Would you reproduce the listing exactly, leaving nothing out?

....

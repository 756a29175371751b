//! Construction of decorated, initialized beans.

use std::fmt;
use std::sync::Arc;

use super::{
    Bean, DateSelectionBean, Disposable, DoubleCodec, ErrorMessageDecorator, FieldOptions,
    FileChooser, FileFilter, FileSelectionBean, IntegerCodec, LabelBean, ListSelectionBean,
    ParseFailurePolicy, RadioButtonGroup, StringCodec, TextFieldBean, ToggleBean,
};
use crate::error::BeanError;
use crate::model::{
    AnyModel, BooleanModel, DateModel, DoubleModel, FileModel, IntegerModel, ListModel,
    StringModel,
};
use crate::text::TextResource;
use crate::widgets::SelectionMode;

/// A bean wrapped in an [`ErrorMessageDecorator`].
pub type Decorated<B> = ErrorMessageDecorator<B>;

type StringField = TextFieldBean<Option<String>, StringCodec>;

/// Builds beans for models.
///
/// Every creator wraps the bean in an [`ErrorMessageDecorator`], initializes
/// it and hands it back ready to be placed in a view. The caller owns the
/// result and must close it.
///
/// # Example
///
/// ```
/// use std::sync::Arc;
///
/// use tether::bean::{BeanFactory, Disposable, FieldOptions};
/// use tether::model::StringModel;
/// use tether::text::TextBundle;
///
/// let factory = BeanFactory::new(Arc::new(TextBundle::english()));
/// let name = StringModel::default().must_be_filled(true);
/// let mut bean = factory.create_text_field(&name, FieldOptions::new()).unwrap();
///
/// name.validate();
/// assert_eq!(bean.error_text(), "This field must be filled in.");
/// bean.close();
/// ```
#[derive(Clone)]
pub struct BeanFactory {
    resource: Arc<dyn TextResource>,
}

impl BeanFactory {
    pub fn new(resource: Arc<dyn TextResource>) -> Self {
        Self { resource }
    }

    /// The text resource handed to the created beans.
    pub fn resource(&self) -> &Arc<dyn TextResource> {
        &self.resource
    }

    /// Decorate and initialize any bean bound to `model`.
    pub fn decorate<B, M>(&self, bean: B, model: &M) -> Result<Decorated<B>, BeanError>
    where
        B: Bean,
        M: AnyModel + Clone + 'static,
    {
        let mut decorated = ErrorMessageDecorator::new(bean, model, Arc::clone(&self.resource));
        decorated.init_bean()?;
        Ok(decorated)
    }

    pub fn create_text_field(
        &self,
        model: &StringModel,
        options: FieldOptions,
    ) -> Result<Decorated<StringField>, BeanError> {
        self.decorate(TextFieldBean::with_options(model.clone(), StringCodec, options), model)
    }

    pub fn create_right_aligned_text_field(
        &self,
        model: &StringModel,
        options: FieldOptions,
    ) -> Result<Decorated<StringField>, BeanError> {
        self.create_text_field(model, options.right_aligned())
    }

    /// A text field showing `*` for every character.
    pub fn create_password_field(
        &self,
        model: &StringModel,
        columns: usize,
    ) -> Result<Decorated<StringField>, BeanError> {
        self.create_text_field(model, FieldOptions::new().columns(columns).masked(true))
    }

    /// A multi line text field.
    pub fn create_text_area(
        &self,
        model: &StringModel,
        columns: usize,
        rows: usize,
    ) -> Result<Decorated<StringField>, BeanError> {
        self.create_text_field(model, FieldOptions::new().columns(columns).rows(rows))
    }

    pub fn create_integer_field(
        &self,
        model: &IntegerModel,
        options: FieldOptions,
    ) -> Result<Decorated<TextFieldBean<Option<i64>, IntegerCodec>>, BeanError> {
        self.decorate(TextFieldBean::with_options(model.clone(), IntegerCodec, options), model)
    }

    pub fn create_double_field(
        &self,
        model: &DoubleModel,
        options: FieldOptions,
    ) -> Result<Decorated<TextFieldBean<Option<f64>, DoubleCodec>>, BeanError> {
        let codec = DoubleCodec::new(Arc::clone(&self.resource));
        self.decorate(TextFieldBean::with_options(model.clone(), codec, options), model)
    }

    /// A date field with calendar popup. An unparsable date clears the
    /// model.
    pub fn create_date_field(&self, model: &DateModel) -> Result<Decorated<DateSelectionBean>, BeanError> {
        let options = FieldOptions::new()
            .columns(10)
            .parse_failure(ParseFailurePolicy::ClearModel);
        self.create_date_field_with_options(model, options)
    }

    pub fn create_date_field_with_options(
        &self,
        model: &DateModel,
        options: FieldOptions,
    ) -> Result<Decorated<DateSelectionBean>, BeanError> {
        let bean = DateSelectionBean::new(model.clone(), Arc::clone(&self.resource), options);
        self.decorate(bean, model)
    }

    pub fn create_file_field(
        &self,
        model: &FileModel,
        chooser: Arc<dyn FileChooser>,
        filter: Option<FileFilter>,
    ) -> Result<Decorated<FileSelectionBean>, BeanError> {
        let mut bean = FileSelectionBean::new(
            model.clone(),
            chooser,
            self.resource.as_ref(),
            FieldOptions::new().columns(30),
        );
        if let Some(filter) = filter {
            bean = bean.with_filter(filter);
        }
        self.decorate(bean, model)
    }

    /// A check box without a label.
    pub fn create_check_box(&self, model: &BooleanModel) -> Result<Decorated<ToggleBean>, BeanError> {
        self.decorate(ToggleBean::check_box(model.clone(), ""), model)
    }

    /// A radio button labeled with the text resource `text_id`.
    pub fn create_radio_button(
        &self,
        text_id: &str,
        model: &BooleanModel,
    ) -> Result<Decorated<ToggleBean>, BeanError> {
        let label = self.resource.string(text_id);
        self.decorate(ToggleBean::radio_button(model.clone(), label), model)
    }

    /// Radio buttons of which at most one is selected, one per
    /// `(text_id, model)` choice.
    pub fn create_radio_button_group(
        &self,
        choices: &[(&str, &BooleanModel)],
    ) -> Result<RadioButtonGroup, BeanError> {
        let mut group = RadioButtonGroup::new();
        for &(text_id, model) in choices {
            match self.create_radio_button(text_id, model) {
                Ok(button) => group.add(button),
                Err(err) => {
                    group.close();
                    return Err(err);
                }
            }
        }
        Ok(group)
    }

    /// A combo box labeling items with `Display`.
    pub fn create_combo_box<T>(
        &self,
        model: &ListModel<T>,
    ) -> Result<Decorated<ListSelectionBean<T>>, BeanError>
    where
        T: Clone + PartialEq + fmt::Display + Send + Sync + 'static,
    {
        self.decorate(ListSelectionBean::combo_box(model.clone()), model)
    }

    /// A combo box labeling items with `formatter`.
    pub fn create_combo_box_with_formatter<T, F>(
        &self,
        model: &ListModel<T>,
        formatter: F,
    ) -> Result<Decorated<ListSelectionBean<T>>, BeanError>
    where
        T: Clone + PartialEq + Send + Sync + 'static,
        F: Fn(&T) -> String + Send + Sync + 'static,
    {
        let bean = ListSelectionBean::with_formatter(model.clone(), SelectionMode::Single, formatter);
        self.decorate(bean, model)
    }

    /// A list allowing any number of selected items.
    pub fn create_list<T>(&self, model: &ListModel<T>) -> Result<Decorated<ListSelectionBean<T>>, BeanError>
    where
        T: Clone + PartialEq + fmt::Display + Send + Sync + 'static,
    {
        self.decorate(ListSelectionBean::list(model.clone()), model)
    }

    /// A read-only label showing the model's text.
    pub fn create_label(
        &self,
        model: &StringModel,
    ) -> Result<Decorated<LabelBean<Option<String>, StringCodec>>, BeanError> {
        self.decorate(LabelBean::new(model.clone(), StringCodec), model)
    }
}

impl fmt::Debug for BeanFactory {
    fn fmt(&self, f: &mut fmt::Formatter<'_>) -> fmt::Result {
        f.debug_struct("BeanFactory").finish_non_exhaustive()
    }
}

....

## Output of the task
repository 756a29175371751b
//! Construction of decorated, initialized beans.

use std::fmt;
use std::sync::Arc;

use super::{
    Bean, DateSelectionBean, Disposable, DoubleCodec, ErrorMessageDecorator, FieldOptions,
    FileChooser, FileFilter, FileSelectionBean, IntegerCodec, LabelBean, ListSelectionBean,
    ParseFailurePolicy, RadioButtonGroup, StringCodec, TextFieldBean, ToggleBean,
};
use crate::error::BeanError;
use crate::model::{
    AnyModel, BooleanModel, DateModel, DoubleModel, FileModel, IntegerModel, ListModel,
    StringModel,
};
use crate::text::TextResource;
use crate::widgets::SelectionMode;

/// A bean wrapped in an [`ErrorMessageDecorator`].
pub type Decorated<B> = ErrorMessageDecorator<B>;

type StringField = TextFieldBean<Option<String>, StringCodec>;

/// Builds beans for models.
///
/// Every creator wraps the bean in an [`ErrorMessageDecorator`], initializes
/// it and hands it back ready to be placed in a view. The caller owns the
/// result and must close it.
///
/// # Example
///
/// ```
/// use std::sync::Arc;
///
/// use tether::bean::{BeanFactory, Disposable, FieldOptions};
/// use tether::model::StringModel;
/// use tether::text::TextBundle;
///
/// let factory = BeanFactory::new(Arc::new(TextBundle::english()));
/// let name = StringModel::default().must_be_filled(true);
/// let mut bean = factory.create_text_field(&name, FieldOptions::new()).unwrap();
///
/// name.validate();
/// assert_eq!(bean.error_text(), "This field must be filled in.");
/// bean.close();
/// ```
#[derive(Clone)]
pub struct BeanFactory {
    resource: Arc<dyn TextResource>,
}

impl BeanFactory {
    pub fn new(resource: Arc<dyn TextResource>) -> Self {
        Self { resource }
    }

    /// The text resource handed to the created beans.
    pub fn resource(&self) -> &Arc<dyn TextResource> {
        &self.resource
    }

    /// Decorate and initialize any bean bound to `model`.
    pub fn decorate<B, M>(&self, bean: B, model: &M) -> Result<Decorated<B>, BeanError>
    where
        B: Bean,
        M: AnyModel + Clone + 'static,
    {
        let mut decorated = ErrorMessageDecorator::new(bean, model, Arc::clone(&self.resource));
        decorated.init_bean()?;
        Ok(decorated)
    }

    pub fn create_text_field(
        &self,
        model: &StringModel,
        options: FieldOptions,
    ) -> Result<Decorated<StringField>, BeanError> {
        self.decorate(TextFieldBean::with_options(model.clone(), StringCodec, options), model)
    }

    pub fn create_right_aligned_text_field(
        &self,
        model: &StringModel,
        options: FieldOptions,
    ) -> Result<Decorated<StringField>, BeanError> {
        self.create_text_field(model, options.right_aligned())
    }

    /// A text field showing `*` for every character.
    pub fn create_password_field(
        &self,
        model: &StringModel,
        columns: usize,
    ) -> Result<Decorated<StringField>, BeanError> {
        self.create_text_field(model, FieldOptions::new().columns(columns).masked(true))
    }

    /// A multi line text field.
    pub fn create_text_area(
        &self,
        model: &StringModel,
        columns: usize,
        rows: usize,
    ) -> Result<Decorated<StringField>, BeanError> {
        self.create_text_field(model, FieldOptions::new().columns(columns).rows(rows))
    }

    pub fn create_integer_field(
        &self,
        model: &IntegerModel,
        options: FieldOptions,
    ) -> Result<Decorated<TextFieldBean<Option<i64>, IntegerCodec>>, BeanError> {
        self.decorate(TextFieldBean::with_options(model.clone(), IntegerCodec, options), model)
    }

    pub fn create_double_field(
        &self,
        model: &DoubleModel,
        options: FieldOptions,
    ) -> Result<Decorated<TextFieldBean<Option<f64>, DoubleCodec>>, BeanError> {
        let codec = DoubleCodec::new(Arc::clone(&self.resource));
        self.decorate(TextFieldBean::with_options(model.clone(), codec, options), model)
    }

    /// A date field with calendar popup. An unparsable date clears the
    /// model.
    pub fn create_date_field(&self, model: &DateModel) -> Result<Decorated<DateSelectionBean>, BeanError> {
        let options = FieldOptions::new()
            .columns(10)
            .parse_failure(ParseFailurePolicy::ClearModel);
        self.create_date_field_with_options(model, options)
    }

    pub fn create_date_field_with_options(
        &self,
        model: &DateModel,
        options: FieldOptions,
    ) -> Result<Decorated<DateSelectionBean>, BeanError> {
        let bean = DateSelectionBean::new(model.clone(), Arc::clone(&self.resource), options);
        self.decorate(bean, model)
    }

    pub fn create_file_field(
        &self,
        model: &FileModel,
        chooser: Arc<dyn FileChooser>,
        filter: Option<FileFilter>,
    ) -> Result<Decorated<FileSelectionBean>, BeanError> {
        let mut bean = FileSelectionBean::new(
            model.clone(),
            chooser,
            self.resource.as_ref(),
            FieldOptions::new().columns(30),
        );
        if let Some(filter) = filter {
            bean = bean.with_filter(filter);
        }
        self.decorate(bean, model)
    }

    /// A check box without a label.
    pub fn create_check_box(&self, model: &BooleanModel) -> Result<Decorated<ToggleBean>, BeanError> {
        self.decorate(ToggleBean::check_box(model.clone(), ""), model)
    }

    /// A radio button labeled with the text resource `text_id`.
    pub fn create_radio_button(
        &self,
        text_id: &str,
        model: &BooleanModel,
    ) -> Result<Decorated<ToggleBean>, BeanError> {
        let label = self.resource.string(text_id);
        self.decorate(ToggleBean::radio_button(model.clone(), label), model)
    }

    /// Radio buttons of which at most one is selected, one per
    /// `(text_id, model)` choice.
    pub fn create_radio_button_group(
        &self,
        choices: &[(&str, &BooleanModel)],
    ) -> Result<RadioButtonGroup, BeanError> {
        let mut group = RadioButtonGroup::new();
        for &(text_id, model) in choices {
            match self.create_radio_button(text_id, model) {
                Ok(button) => group.add(button),
                Err(err) => {
                    group.close();
                    return Err(err);
                }
            }
        }
        Ok(group)
    }

    /// A combo box labeling items with `Display`.
    pub fn create_combo_box<T>(
        &self,
        model: &ListModel<T>,
    ) -> Result<Decorated<ListSelectionBean<T>>, BeanError>
    where
        T: Clone + PartialEq + fmt::Display + Send + Sync + 'static,
    {
        self.decorate(ListSelectionBean::combo_box(model.clone()), model)
    }

    /// A combo box labeling items with `formatter`.
    pub fn create_combo_box_with_formatter<T, F>(
        &self,
        model: &ListModel<T>,
        formatter: F,
    ) -> Result<Decorated<ListSelectionBean<T>>, BeanError>
    where
        T: Clone + PartialEq + Send + Sync + 'static,
        F: Fn(&T) -> String + Send + Sync + 'static,
    {
        let bean = ListSelectionBean::with_formatter(model.clone(), SelectionMode::Single, formatter);
        self.decorate(bean, model)
    }

    /// A list allowing any number of selected items.
    pub fn create_list<T>(&self, model: &ListModel<T>) -> Result<Decorated<ListSelectionBean<T>>, BeanError>
    where
        T: Clone + PartialEq + fmt::Display + Send + Sync + 'static,
    {
        self.decorate(ListSelectionBean::list(model.clone()), model)
    }

    /// A read-only label showing the model's text.
    pub fn create_label(
        &self,
        model: &StringModel,
    ) -> Result<Decorated<LabelBean<Option<String>, StringCodec>>, BeanError> {
        self.decorate(LabelBean::new(model.clone(), StringCodec), model)
    }
}

impl fmt::Debug for BeanFactory {
    fn fmt(&self, f: &mut fmt::Formatter<'_>) -> fmt::Result {
        f.debug_struct("BeanFactory").finish_non_exhaustive()
    }
}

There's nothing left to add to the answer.